**WORK REQUEST:** Can you restate the records below word for word?

═════ DATASET CONTENT

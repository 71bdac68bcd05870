//! Registration lifecycle and delegation sync against the lookup service.
//!
//! The manager owns the node's lookup identity and drives two things: a
//! one-time registration with bounded exponential backoff, and the periodic
//! delegation sync that replaces the store's delegation set wholesale. A
//! failed sync leaves the current set untouched; a node marked inactive has
//! every delegation revoked but keeps its identity and keeps polling.

use std::sync::Arc;
use std::time::Duration;

use parking_lot::RwLock;
use rand::Rng;
use serde::Serialize;
use tokio::time::sleep;
use tracing::{error, info, warn};

use crate::error::LookupError;
use crate::lookup::LookupClient;
use crate::store::{DelegationDiff, DelegationSet, TrixelStore};

/// Exponential backoff, doubling per attempt up to a cap, with up to 20%
/// jitter so restarting nodes do not hammer the lookup service in lockstep.
#[derive(Clone, Copy, Debug)]
pub struct Backoff {
    initial: Duration,
    cap: Duration,
    attempt: u32,
}

impl Backoff {
    pub fn new(initial: Duration, cap: Duration) -> Backoff {
        Backoff {
            initial,
            cap,
            attempt: 0,
        }
    }

    pub fn reset(&mut self) {
        self.attempt = 0;
    }

    pub fn next_delay(&mut self) -> Duration {
        let base = self
            .initial
            .saturating_mul(2u32.saturating_pow(self.attempt))
            .min(self.cap);
        self.attempt = self.attempt.saturating_add(1);
        base.mul_f64(1.0 + rand::thread_rng().gen_range(0.0..0.2))
    }
}

/// Assigned lookup identity. Held from the first successful registration
/// onward, including while deactivated.
#[derive(Clone, Debug, PartialEq, Eq)]
pub struct NodeIdentity {
    pub id: u64,
    pub token: String,
}

#[derive(Clone, Copy, Debug, PartialEq, Eq, Serialize)]
#[serde(rename_all = "snake_case")]
pub enum RegistrationPhase {
    Unregistered,
    Registering,
    Registered,
    Deactivated,
    RegistrationFailed,
}

/// Registration status for the node's status surface. Never carries the
/// API token.
#[derive(Clone, Copy, Debug, PartialEq, Eq, Serialize)]
pub struct RegistrationStatus {
    pub phase: RegistrationPhase,
    pub attempt: u32,
    pub id: Option<u64>,
}

#[derive(Clone, Debug)]
pub struct SyncSettings {
    /// Host address announced at registration.
    pub host: String,
    pub sync_interval: Duration,
    pub backoff_initial: Duration,
    pub backoff_cap: Duration,
    pub max_register_attempts: u32,
    /// Identity carried over from an earlier registration, if any.
    pub identity: Option<NodeIdentity>,
}

#[derive(Clone, Debug, PartialEq)]
pub struct SyncReport {
    pub active: bool,
    pub diff: DelegationDiff,
}

struct ManagerState {
    phase: RegistrationPhase,
    attempt: u32,
    identity: Option<NodeIdentity>,
}

pub struct DelegationManager {
    client: Arc<dyn LookupClient>,
    store: Arc<TrixelStore>,
    settings: SyncSettings,
    state: RwLock<ManagerState>,
    // Serializes registration so concurrent callers never overlap sign-ups.
    register_lock: tokio::sync::Mutex<()>,
}

impl DelegationManager {
    pub fn new(
        client: Arc<dyn LookupClient>,
        store: Arc<TrixelStore>,
        settings: SyncSettings,
    ) -> DelegationManager {
        let identity = settings.identity.clone();
        // A carried-over identity is assumed deactivated until the first
        // sync says otherwise.
        let phase = if identity.is_some() {
            RegistrationPhase::Deactivated
        } else {
            RegistrationPhase::Unregistered
        };
        DelegationManager {
            client,
            store,
            settings,
            state: RwLock::new(ManagerState {
                phase,
                attempt: 0,
                identity,
            }),
            register_lock: tokio::sync::Mutex::new(()),
        }
    }

    pub fn identity(&self) -> Option<NodeIdentity> {
        self.state.read().identity.clone()
    }

    pub fn phase(&self) -> RegistrationPhase {
        self.state.read().phase
    }

    /// Registered and currently marked active by the lookup service.
    pub fn is_active(&self) -> bool {
        self.phase() == RegistrationPhase::Registered
    }

    pub fn status(&self) -> RegistrationStatus {
        let state = self.state.read();
        RegistrationStatus {
            phase: state.phase,
            attempt: state.attempt,
            id: state.identity.as_ref().map(|identity| identity.id),
        }
    }

    /// Sign up with the lookup service unless an identity is already held.
    /// Retries with backoff up to the configured attempt limit, then gives
    /// up for good.
    pub async fn ensure_registered(&self) -> Result<NodeIdentity, LookupError> {
        let _guard = self.register_lock.lock().await;
        if let Some(identity) = self.identity() {
            return Ok(identity);
        }

        let mut backoff = Backoff::new(self.settings.backoff_initial, self.settings.backoff_cap);
        for attempt in 1..=self.settings.max_register_attempts {
            {
                let mut state = self.state.write();
                state.phase = RegistrationPhase::Registering;
                state.attempt = attempt;
            }
            match self.client.register(&self.settings.host).await {
                Ok(registration) => {
                    info!(
                        id = registration.id,
                        active = registration.active,
                        "registered with the lookup service"
                    );
                    let identity = NodeIdentity {
                        id: registration.id,
                        token: registration.token,
                    };
                    let mut state = self.state.write();
                    state.identity = Some(identity.clone());
                    state.phase = if registration.active {
                        RegistrationPhase::Registered
                    } else {
                        RegistrationPhase::Deactivated
                    };
                    return Ok(identity);
                }
                Err(err) if attempt < self.settings.max_register_attempts => {
                    let delay = backoff.next_delay();
                    warn!(
                        attempt,
                        error = %err,
                        delay_ms = delay.as_millis() as u64,
                        "registration failed, backing off"
                    );
                    sleep(delay).await;
                }
                Err(err) => {
                    error!(attempt, error = %err, "registration failed, giving up");
                }
            }
        }
        self.state.write().phase = RegistrationPhase::RegistrationFailed;
        Err(LookupError::RegistrationFailed {
            attempts: self.settings.max_register_attempts,
        })
    }

    /// One sync round. The pulled delegation set replaces the current one
    /// wholesale; trixels that fell out of coverage are torn down inside
    /// that swap. On failure nothing changes.
    pub async fn sync_once(&self) -> Result<SyncReport, LookupError> {
        let identity = self.ensure_registered().await?;
        let answer = self
            .client
            .sync_delegation(identity.id, &identity.token)
            .await?;

        let was_active = self.phase() == RegistrationPhase::Registered;
        if !answer.active {
            let diff = self.store.apply_delegation(DelegationSet::default());
            self.state.write().phase = RegistrationPhase::Deactivated;
            if was_active {
                warn!("deactivated by the lookup service, revoking all delegations");
            }
            return Ok(SyncReport {
                active: false,
                diff,
            });
        }

        let diff = self
            .store
            .apply_delegation(DelegationSet::from_grants(answer.delegations));
        self.state.write().phase = RegistrationPhase::Registered;
        if !was_active {
            info!("marked active by the lookup service");
        }
        if !diff.is_noop() {
            info!(
                granted = ?diff.granted,
                revoked = ?diff.revoked,
                keys_removed = diff.keys_removed,
                "delegation set changed"
            );
        }
        Ok(SyncReport { active: true, diff })
    }

    /// Register, then sync on the configured interval until the task is
    /// dropped. Sync failures back off and leave the delegation set as it
    /// was.
    pub async fn run(&self) -> Result<(), LookupError> {
        self.ensure_registered().await?;
        let mut backoff = Backoff::new(self.settings.backoff_initial, self.settings.backoff_cap);
        loop {
            match self.sync_once().await {
                Ok(_) => {
                    backoff.reset();
                    sleep(self.settings.sync_interval).await;
                }
                Err(LookupError::AuthRejected) => {
                    let delay = backoff.next_delay();
                    error!(
                        delay_ms = delay.as_millis() as u64,
                        "lookup service rejected our credential, retrying"
                    );
                    sleep(delay).await;
                }
                Err(err) => {
                    let delay = backoff.next_delay();
                    warn!(
                        error = %err,
                        delay_ms = delay.as_millis() as u64,
                        "delegation sync failed"
                    );
                    sleep(delay).await;
                }
            }
        }
    }
}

══════════

**THE ANSWER:**
repository 71bdac68bcd05870
//! Registration lifecycle and delegation sync against the lookup service.
//!
//! The manager owns the node's lookup identity and drives two things: a
//! one-time registration with bounded exponential backoff, and the periodic
//! delegation sync that replaces the store's delegation set wholesale. A
//! failed sync leaves the current set untouched; a node marked inactive has
//! every delegation revoked but keeps its identity and keeps polling.

use std::sync::Arc;
use std::time::Duration;

use parking_lot::RwLock;
use rand::Rng;
use serde::Serialize;
use tokio::time::sleep;
use tracing::{error, info, warn};

use crate::error::LookupError;
use crate::lookup::LookupClient;
use crate::store::{DelegationDiff, DelegationSet, TrixelStore};

/// Exponential backoff, doubling per attempt up to a cap, with up to 20%
/// jitter so restarting nodes do not hammer the lookup service in lockstep.
#[derive(Clone, Copy, Debug)]
pub struct Backoff {
    initial: Duration,
    cap: Duration,
    attempt: u32,
}

impl Backoff {
    pub fn new(initial: Duration, cap: Duration) -> Backoff {
        Backoff {
            initial,
            cap,
            attempt: 0,
        }
    }

    pub fn reset(&mut self) {
        self.attempt = 0;
    }

    pub fn next_delay(&mut self) -> Duration {
        let base = self
            .initial
            .saturating_mul(2u32.saturating_pow(self.attempt))
            .min(self.cap);
        self.attempt = self.attempt.saturating_add(1);
        base.mul_f64(1.0 + rand::thread_rng().gen_range(0.0..0.2))
    }
}

/// Assigned lookup identity. Held from the first successful registration
/// onward, including while deactivated.
#[derive(Clone, Debug, PartialEq, Eq)]
pub struct NodeIdentity {
    pub id: u64,
    pub token: String,
}

#[derive(Clone, Copy, Debug, PartialEq, Eq, Serialize)]
#[serde(rename_all = "snake_case")]
pub enum RegistrationPhase {
    Unregistered,
    Registering,
    Registered,
    Deactivated,
    RegistrationFailed,
}

/// Registration status for the node's status surface. Never carries the
/// API token.
#[derive(Clone, Copy, Debug, PartialEq, Eq, Serialize)]
pub struct RegistrationStatus {
    pub phase: RegistrationPhase,
    pub attempt: u32,
    pub id: Option<u64>,
}

#[derive(Clone, Debug)]
pub struct SyncSettings {
    /// Host address announced at registration.
    pub host: String,
    pub sync_interval: Duration,
    pub backoff_initial: Duration,
    pub backoff_cap: Duration,
    pub max_register_attempts: u32,
    /// Identity carried over from an earlier registration, if any.
    pub identity: Option<NodeIdentity>,
}

#[derive(Clone, Debug, PartialEq)]
pub struct SyncReport {
    pub active: bool,
    pub diff: DelegationDiff,
}

struct ManagerState {
    phase: RegistrationPhase,
    attempt: u32,
    identity: Option<NodeIdentity>,
}

pub struct DelegationManager {
    client: Arc<dyn LookupClient>,
    store: Arc<TrixelStore>,
    settings: SyncSettings,
    state: RwLock<ManagerState>,
    // Serializes registration so concurrent callers never overlap sign-ups.
    register_lock: tokio::sync::Mutex<()>,
}

impl DelegationManager {
    pub fn new(
        client: Arc<dyn LookupClient>,
        store: Arc<TrixelStore>,
        settings: SyncSettings,
    ) -> DelegationManager {
        let identity = settings.identity.clone();
        // A carried-over identity is assumed deactivated until the first
        // sync says otherwise.
        let phase = if identity.is_some() {
            RegistrationPhase::Deactivated
        } else {
            RegistrationPhase::Unregistered
        };
        DelegationManager {
            client,
            store,
            settings,
            state: RwLock::new(ManagerState {
                phase,
                attempt: 0,
                identity,
            }),
            register_lock: tokio::sync::Mutex::new(()),
        }
    }

    pub fn identity(&self) -> Option<NodeIdentity> {
        self.state.read().identity.clone()
    }

    pub fn phase(&self) -> RegistrationPhase {
        self.state.read().phase
    }

    /// Registered and currently marked active by the lookup service.
    pub fn is_active(&self) -> bool {
        self.phase() == RegistrationPhase::Registered
    }

    pub fn status(&self) -> RegistrationStatus {
        let state = self.state.read();
        RegistrationStatus {
            phase: state.phase,
            attempt: state.attempt,
            id: state.identity.as_ref().map(|identity| identity.id),
        }
    }

    /// Sign up with the lookup service unless an identity is already held.
    /// Retries with backoff up to the configured attempt limit, then gives
    /// up for good.
    pub async fn ensure_registered(&self) -> Result<NodeIdentity, LookupError> {
        let _guard = self.register_lock.lock().await;
        if let Some(identity) = self.identity() {
            return Ok(identity);
        }

        let mut backoff = Backoff::new(self.settings.backoff_initial, self.settings.backoff_cap);
        for attempt in 1..=self.settings.max_register_attempts {
            {
                let mut state = self.state.write();
                state.phase = RegistrationPhase::Registering;
                state.attempt = attempt;
            }
            match self.client.register(&self.settings.host).await {
                Ok(registration) => {
                    info!(
                        id = registration.id,
                        active = registration.active,
                        "registered with the lookup service"
                    );
                    let identity = NodeIdentity {
                        id: registration.id,
                        token: registration.token,
                    };
                    let mut state = self.state.write();
                    state.identity = Some(identity.clone());
                    state.phase = if registration.active {
                        RegistrationPhase::Registered
                    } else {
                        RegistrationPhase::Deactivated
                    };
                    return Ok(identity);
                }
                Err(err) if attempt < self.settings.max_register_attempts => {
                    let delay = backoff.next_delay();
                    warn!(
                        attempt,
                        error = %err,
                        delay_ms = delay.as_millis() as u64,
                        "registration failed, backing off"
                    );
                    sleep(delay).await;
                }
                Err(err) => {
                    error!(attempt, error = %err, "registration failed, giving up");
                }
            }
        }
        self.state.write().phase = RegistrationPhase::RegistrationFailed;
        Err(LookupError::RegistrationFailed {
            attempts: self.settings.max_register_attempts,
        })
    }

    /// One sync round. The pulled delegation set replaces the current one
    /// wholesale; trixels that fell out of coverage are torn down inside
    /// that swap. On failure nothing changes.
    pub async fn sync_once(&self) -> Result<SyncReport, LookupError> {
        let identity = self.ensure_registered().await?;
        let answer = self
            .client
            .sync_delegation(identity.id, &identity.token)
            .await?;

        let was_active = self.phase() == RegistrationPhase::Registered;
        if !answer.active {
            let diff = self.store.apply_delegation(DelegationSet::default());
            self.state.write().phase = RegistrationPhase::Deactivated;
            if was_active {
                warn!("deactivated by the lookup service, revoking all delegations");
            }
            return Ok(SyncReport {
                active: false,
                diff,
            });
        }

        let diff = self
            .store
            .apply_delegation(DelegationSet::from_grants(answer.delegations));
        self.state.write().phase = RegistrationPhase::Registered;
        if !was_active {
            info!("marked active by the lookup service");
        }
        if !diff.is_noop() {
            info!(
                granted = ?diff.granted,
                revoked = ?diff.revoked,
                keys_removed = diff.keys_removed,
                "delegation set changed"
            );
        }
        Ok(SyncReport { active: true, diff })
    }

    /// Register, then sync on the configured interval until the task is
    /// dropped. Sync failures back off and leave the delegation set as it
    /// was.
    pub async fn run(&self) -> Result<(), LookupError> {
        self.ensure_registered().await?;
        let mut backoff = Backoff::new(self.settings.backoff_initial, self.settings.backoff_cap);
        loop {
            match self.sync_once().await {
                Ok(_) => {
                    backoff.reset();
                    sleep(self.settings.sync_interval).await;
                }
                Err(LookupError::AuthRejected) => {
                    let delay = backoff.next_delay();
                    error!(
                        delay_ms = delay.as_millis() as u64,
                        "lookup service rejected our credential, retrying"
                    );
                    sleep(delay).await;
                }
                Err(err) => {
                    let delay = backoff.next_delay();
                    warn!(
                        error = %err,
                        delay_ms = delay.as_millis() as u64,
                        "delegation sync failed"
                    );
                    sleep(delay).await;
                }
            }
        }
    }
}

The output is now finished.